● **DATA UNDER STUDY**:
■ ■ ■

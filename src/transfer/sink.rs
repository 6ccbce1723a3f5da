//! Destinations for reassembled plaintext.
//!
//! A sink receives bytes in file order. Nothing written is trustworthy until
//! `finalize`; `abort` discards whatever was flushed so far.

use crate::common::TransferError;
use async_trait::async_trait;
use bytes::{Bytes, BytesMut};
use std::path::{Path, PathBuf};
use tokio::fs::{self, File};
use tokio::io::AsyncWriteExt;

#[async_trait]
pub trait PlaintextSink: Send {
    type Output: Send;

    async fn write_chunk(&mut self, data: &[u8]) -> Result<(), TransferError>;

    /// Called only after the digest has been verified
    async fn finalize(self) -> Result<Self::Output, TransferError>;

    async fn abort(self);
}

/// Collects the whole file in memory
#[derive(Default)]
pub struct MemorySink {
    buf: BytesMut,
}

impl MemorySink {
    pub fn new() -> Self {
        Self::default()
    }

    pub fn with_capacity(capacity: usize) -> Self {
        Self {
            buf: BytesMut::with_capacity(capacity),
        }
    }
}

#[async_trait]
impl PlaintextSink for MemorySink {
    type Output = Bytes;

    async fn write_chunk(&mut self, data: &[u8]) -> Result<(), TransferError> {
        self.buf.extend_from_slice(data);
        Ok(())
    }

    async fn finalize(self) -> Result<Bytes, TransferError> {
        Ok(self.buf.freeze())
    }

    async fn abort(self) {}
}

/// Progressive disk write into `<target>.part`, renamed into place on finalize
pub struct FileSink {
    target: PathBuf,
    part_path: PathBuf,
    file: File,
    written: u64,
}

impl FileSink {
    pub async fn create(target: impl Into<PathBuf>) -> Result<Self, TransferError> {
        let target = target.into();
        if let Some(parent) = target.parent() {
            fs::create_dir_all(parent).await?;
        }
        let part_path = part_path_for(&target);
        let file = File::create(&part_path).await?;

        Ok(Self {
            target,
            part_path,
            file,
            written: 0,
        })
    }

    pub fn part_path(&self) -> &Path {
        &self.part_path
    }

    pub fn bytes_written(&self) -> u64 {
        self.written
    }
}

#[async_trait]
impl PlaintextSink for FileSink {
    type Output = PathBuf;

    async fn write_chunk(&mut self, data: &[u8]) -> Result<(), TransferError> {
        self.file.write_all(data).await?;
        self.written += data.len() as u64;
        Ok(())
    }

    async fn finalize(mut self) -> Result<PathBuf, TransferError> {
        self.file.flush().await?;
        self.file.sync_all().await?;
        drop(self.file);
        fs::rename(&self.part_path, &self.target).await?;
        tracing::debug!(path = %self.target.display(), bytes = self.written, "file finalized");
        Ok(self.target)
    }

    async fn abort(self) {
        drop(self.file);
        if let Err(e) = fs::remove_file(&self.part_path).await {
            tracing::warn!(
                path = %self.part_path.display(),
                error = %e,
                "failed to discard partial file"
            );
        }
    }
}

fn part_path_for(target: &Path) -> PathBuf {
    let mut name = target
        .file_name()
        .map(|n| n.to_os_string())
        .unwrap_or_default();
    name.push(".part");
    target.with_file_name(name)
}
//! Splits a byte source into dense, indexed chunks.

use crate::common::TransferError;
use bytes::{Bytes, BytesMut};
use std::ops::Range;
use tokio::io::{AsyncRead, AsyncReadExt};

/// Chunk boundaries of a file whose length is known up front
#[derive(Debug, Clone, Copy, PartialEq, Eq)]
pub struct ChunkPlan {
    size: u64,
    chunk_size: u64,
}

#[derive(Debug, Clone, Copy, PartialEq, Eq)]
pub struct ChunkDescriptor {
    pub index: u32,
    pub offset: u64,
    pub len: usize,
}

impl ChunkDescriptor {
    pub fn range(&self) -> Range<u64> {
        self.offset..self.offset + self.len as u64
    }
}

impl ChunkPlan {
    /// `chunk_size` must be non-zero, enforced by `TransferConfig::validate`
    pub fn new(size: u64, chunk_size: u64) -> Self {
        Self {
            size,
            chunk_size: chunk_size.max(1),
        }
    }

    pub fn size(&self) -> u64 {
        self.size
    }

    pub fn chunk_size(&self) -> u64 {
        self.chunk_size
    }

    /// `ceil(size / chunk_size)`, zero for an empty file
    pub fn total_chunks(&self) -> u32 {
        self.size.div_ceil(self.chunk_size).min(u32::MAX as u64) as u32
    }

    pub fn descriptor(&self, index: u32) -> Option<ChunkDescriptor> {
        if index >= self.total_chunks() {
            return None;
        }
        let offset = index as u64 * self.chunk_size;
        let end = (offset + self.chunk_size).min(self.size);
        Some(ChunkDescriptor {
            index,
            offset,
            len: (end - offset) as usize,
        })
    }

    pub fn range(&self, index: u32) -> Option<Range<u64>> {
        self.descriptor(index).map(|d| d.range())
    }

    /// Lazy, restartable: call again to start from index 0
    pub fn iter(&self) -> impl Iterator<Item = ChunkDescriptor> + '_ {
        (0..self.total_chunks()).filter_map(move |i| self.descriptor(i))
    }

    /// Files beyond 2^32 chunks would wrap the nonce counter
    pub fn check_addressable(&self) -> Result<(), TransferError> {
        if self.size.div_ceil(self.chunk_size) > u32::MAX as u64 {
            return Err(TransferError::protocol(format!(
                "{} bytes exceeds the chunk counter range at chunk size {}",
                self.size, self.chunk_size
            )));
        }
        Ok(())
    }
}

/// Chunks read strictly in arrival order from a reader of unknown length
pub struct SequentialChunker<R> {
    reader: R,
    chunk_size: usize,
    next_index: u32,
    done: bool,
}

impl<R: AsyncRead + Unpin> SequentialChunker<R> {
    pub fn new(reader: R, chunk_size: usize) -> Self {
        Self {
            reader,
            chunk_size: chunk_size.max(1),
            next_index: 0,
            done: false,
        }
    }

    /// Next full chunk (or the short final one). `None` once the reader is drained.
    pub async fn next_chunk(&mut self) -> Result<Option<(u32, Bytes)>, TransferError> {
        if self.done {
            return Ok(None);
        }

        let mut buf = BytesMut::with_capacity(self.chunk_size);
        while buf.len() < self.chunk_size {
            let limit = (self.chunk_size - buf.len()) as u64;
            let n = (&mut self.reader).take(limit).read_buf(&mut buf).await?;
            if n == 0 {
                self.done = true;
                break;
            }
        }

        if buf.is_empty() {
            return Ok(None);
        }

        let index = self.next_index;
        self.next_index = self
            .next_index
            .checked_add(1)
            .ok_or_else(|| TransferError::protocol("stream exceeds chunk counter range"))?;
        Ok(Some((index, buf.freeze())))
    }

    pub fn chunks_read(&self) -> u32 {
        self.next_index
    }
}

#[cfg(test)]
mod tests {
    use super::*;

    const MIB: u64 = 1024 * 1024;

    #[test]
    fn total_chunks_is_ceiling() {
        assert_eq!(ChunkPlan::new(0, MIB).total_chunks(), 0);
        assert_eq!(ChunkPlan::new(1, MIB).total_chunks(), 1);
        assert_eq!(ChunkPlan::new(MIB, MIB).total_chunks(), 1);
        assert_eq!(ChunkPlan::new(MIB + 1, MIB).total_chunks(), 2);
        assert_eq!(ChunkPlan::new(10 * MIB, MIB).total_chunks(), 10);
    }

    #[test]
    fn descriptors_cover_file_densely() {
        let plan = ChunkPlan::new(2500, 1000);
        let chunks: Vec<_> = plan.iter().collect();
        assert_eq!(chunks.len(), 3);
        assert_eq!(chunks[0].range(), 0..1000);
        assert_eq!(chunks[1].range(), 1000..2000);
        assert_eq!(chunks[2].range(), 2000..2500);
        assert_eq!(chunks[2].len, 500);
        assert!(plan.descriptor(3).is_none());
        assert_eq!(plan.iter().count(), 3, "iteration restarts");
    }

    #[test]
    fn empty_plan_yields_nothing() {
        let plan = ChunkPlan::new(0, MIB);
        assert_eq!(plan.iter().count(), 0);
        assert!(plan.range(0).is_none());
    }

    #[test]
    fn addressable_limit() {
        assert!(ChunkPlan::new(u64::MAX, 1).check_addressable().is_err());
        assert!(ChunkPlan::new(10 * MIB, MIB).check_addressable().is_ok());
    }

    #[tokio::test]
    async fn sequential_chunks_in_order() {
        let data: Vec<u8> = (0..2500u32).map(|i| i as u8).collect();
        let mut chunker = SequentialChunker::new(&data[..], 1000);

        let mut out = Vec::new();
        while let Some((index, bytes)) = chunker.next_chunk().await.unwrap() {
            out.push((index, bytes));
        }
        assert_eq!(out.iter().map(|(i, _)| *i).collect::<Vec<_>>(), vec![0, 1, 2]);
        assert_eq!(out[2].1.len(), 500);
        let joined: Vec<u8> = out.iter().flat_map(|(_, b)| b.to_vec()).collect();
        assert_eq!(joined, data);
        assert_eq!(chunker.chunks_read(), 3);
    }

    #[tokio::test]
    async fn sequential_fills_chunks_from_short_reads() {
        // duplex delivers writes in small pieces
        let (mut tx, rx) = tokio::io::duplex(7);
        tokio::spawn(async move {
            use tokio::io::AsyncWriteExt;
            for _ in 0..10 {
                tx.write_all(&[1u8; 10]).await.unwrap();
            }
        });

        let mut chunker = SequentialChunker::new(rx, 40);
        let sizes: Vec<usize> = {
            let mut v = Vec::new();
            while let Some((_, b)) = chunker.next_chunk().await.unwrap() {
                v.push(b.len());
            }
            v
        };
        assert_eq!(sizes, vec![40, 40, 20]);
    }

    #[tokio::test]
    async fn sequential_empty_source() {
        let mut chunker = SequentialChunker::new(&b""[..], 16);
        assert!(chunker.next_chunk().await.unwrap().is_none());
        assert_eq!(chunker.chunks_read(), 0);
    }
}
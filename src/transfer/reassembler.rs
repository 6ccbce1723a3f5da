//! Ordered reassembly of chunks that arrive in any order.
//!
//! Chunks ahead of the contiguous frontier are held back; everything up to the
//! frontier is flushed to the sink and hashed in index order, so the digest
//! covers exactly the bytes the sink received.

use crate::common::TransferError;
use crate::crypto::{hash::verify_digest, ContentHasher, Sha256Digest};
use crate::transfer::sink::PlaintextSink;
use std::collections::BTreeMap;

#[derive(Debug, Clone, Copy, PartialEq, Eq)]
pub enum DigestStatus {
    Unverified,
    Verified,
}

/// Reassembled file, owned by the caller once handed off
#[derive(Debug)]
pub struct TransferResult<O> {
    pub file_index: u32,
    pub output: O,
    pub digest: Sha256Digest,
    pub size: u64,
    pub status: DigestStatus,
}

impl<O> TransferResult<O> {
    pub fn is_verified(&self) -> bool {
        self.status == DigestStatus::Verified
    }
}

/// All chunks placed and hashed, output not yet released
pub struct Assembled<S> {
    file_index: u32,
    sink: S,
    digest: Sha256Digest,
    size: u64,
}

impl<S: PlaintextSink> Assembled<S> {
    pub fn digest(&self) -> &Sha256Digest {
        &self.digest
    }

    /// Verify against the expected digest, then finalize. A mismatch aborts the sink.
    pub async fn verify(
        self,
        expected: &Sha256Digest,
    ) -> Result<TransferResult<S::Output>, TransferError> {
        if let Err(err) = verify_digest(self.file_index, &self.digest, expected) {
            tracing::error!(file_index = self.file_index, error = %err, "digest mismatch");
            self.sink.abort().await;
            return Err(err);
        }
        self.release(DigestStatus::Verified).await
    }

    /// Release without a reference digest (framed stream without one)
    pub async fn release_unverified(self) -> Result<TransferResult<S::Output>, TransferError> {
        self.release(DigestStatus::Unverified).await
    }

    pub async fn abort(self) {
        self.sink.abort().await;
    }

    async fn release(
        self,
        status: DigestStatus,
    ) -> Result<TransferResult<S::Output>, TransferError> {
        let output = self.sink.finalize().await?;
        Ok(TransferResult {
            file_index: self.file_index,
            output,
            digest: self.digest,
            size: self.size,
            status,
        })
    }
}

pub struct Reassembler<S> {
    file_index: u32,
    /// `None` for a sequential stream whose length is unknown up front
    total_chunks: Option<u32>,
    next_index: u32,
    pending: BTreeMap<u32, Vec<u8>>,
    hasher: ContentHasher,
    sink: S,
}

impl<S: PlaintextSink> Reassembler<S> {
    pub fn new(file_index: u32, total_chunks: u32, sink: S) -> Self {
        Self {
            file_index,
            total_chunks: Some(total_chunks),
            next_index: 0,
            pending: BTreeMap::new(),
            hasher: ContentHasher::new(),
            sink,
        }
    }

    /// Sequential mode: chunks must arrive strictly in order, count unknown
    pub fn sequential(file_index: u32, sink: S) -> Self {
        Self {
            file_index,
            total_chunks: None,
            next_index: 0,
            pending: BTreeMap::new(),
            hasher: ContentHasher::new(),
            sink,
        }
    }

    pub fn total_chunks(&self) -> Option<u32> {
        self.total_chunks
    }

    /// Number of chunks flushed so far
    pub fn flushed(&self) -> u32 {
        self.next_index
    }

    /// Chunks held back waiting for an earlier index
    pub fn held(&self) -> usize {
        self.pending.len()
    }

    pub fn is_complete(&self) -> bool {
        match self.total_chunks {
            Some(total) => self.next_index == total,
            None => self.pending.is_empty(),
        }
    }

    /// Place one decrypted chunk. Duplicate and out-of-range indices are rejected.
    pub async fn accept(&mut self, index: u32, plaintext: Vec<u8>) -> Result<(), TransferError> {
        match self.total_chunks {
            Some(total) if index >= total => {
                return Err(TransferError::protocol(format!(
                    "chunk {index} out of range for file {} ({total} chunks)",
                    self.file_index
                )));
            }
            None if index > self.next_index => {
                return Err(TransferError::protocol(format!(
                    "frame {index} out of order for file {}, expected {}",
                    self.file_index, self.next_index
                )));
            }
            _ => {}
        }
        if index < self.next_index || self.pending.contains_key(&index) {
            return Err(TransferError::protocol(format!(
                "duplicate chunk {index} for file {}",
                self.file_index
            )));
        }

        if index != self.next_index {
            self.pending.insert(index, plaintext);
            return Ok(());
        }

        self.flush(plaintext).await?;
        while let Some(next) = self.pending.remove(&self.next_index) {
            self.flush(next).await?;
        }
        Ok(())
    }

    async fn flush(&mut self, chunk: Vec<u8>) -> Result<(), TransferError> {
        self.sink.write_chunk(&chunk).await?;
        self.hasher.update(&chunk);
        self.next_index += 1;
        Ok(())
    }

    /// Every slot must be filled; a gap is a protocol violation and aborts the sink
    pub async fn finish(self) -> Result<Assembled<S>, TransferError> {
        if !self.is_complete() {
            let missing = self.next_index;
            let file_index = self.file_index;
            self.sink.abort().await;
            return Err(TransferError::protocol(format!(
                "file {file_index} incomplete: chunk {missing} missing"
            )));
        }

        let size = self.hasher.bytes_hashed();
        Ok(Assembled {
            file_index: self.file_index,
            sink: self.sink,
            digest: self.hasher.finalize(),
            size,
        })
    }

    pub async fn abort(self) {
        self.sink.abort().await;
    }
}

■ ■ ■

Scan the listing above and copy all lines containing the word "BytesMut".

● **WRITTEN RESPONSE**:
use bytes::{Bytes, BytesMut};
    buf: BytesMut,
            buf: BytesMut::with_capacity(capacity),
use bytes::{Bytes, BytesMut};
        let mut buf = BytesMut::with_capacity(self.chunk_size);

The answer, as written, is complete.